_TASK TO COMPLETE_
Only one stretch of the data below is wanted: the lines starting at the one with "filename src/main.rs" and ending at the one with "let args = Args::parse();", both included, given again exactly.

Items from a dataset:

-- Opening Marker --

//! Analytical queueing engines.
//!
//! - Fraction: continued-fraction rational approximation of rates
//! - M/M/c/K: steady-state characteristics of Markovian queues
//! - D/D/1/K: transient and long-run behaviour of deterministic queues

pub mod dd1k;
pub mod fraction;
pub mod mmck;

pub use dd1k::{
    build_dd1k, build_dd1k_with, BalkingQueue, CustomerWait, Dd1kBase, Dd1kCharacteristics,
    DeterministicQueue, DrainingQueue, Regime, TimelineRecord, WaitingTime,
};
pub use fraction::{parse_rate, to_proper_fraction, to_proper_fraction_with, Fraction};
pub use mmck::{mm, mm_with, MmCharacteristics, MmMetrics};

-- Closing Marker --
-- Opening Marker --

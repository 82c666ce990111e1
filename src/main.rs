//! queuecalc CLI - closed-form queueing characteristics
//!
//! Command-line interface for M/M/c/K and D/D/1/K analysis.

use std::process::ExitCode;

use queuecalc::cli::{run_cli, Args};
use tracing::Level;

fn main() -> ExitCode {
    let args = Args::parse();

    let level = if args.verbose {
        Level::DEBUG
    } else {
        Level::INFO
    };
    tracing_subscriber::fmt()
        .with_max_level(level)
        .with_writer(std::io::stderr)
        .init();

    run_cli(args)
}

-- Closing Marker --

_ANSWER SECTION_
filename src/main.rs
//! queuecalc CLI - closed-form queueing characteristics
//!
//! Command-line interface for M/M/c/K and D/D/1/K analysis.

use std::process::ExitCode;

use queuecalc::cli::{run_cli, Args};
use tracing::Level;

fn main() -> ExitCode {
    let args = Args::parse();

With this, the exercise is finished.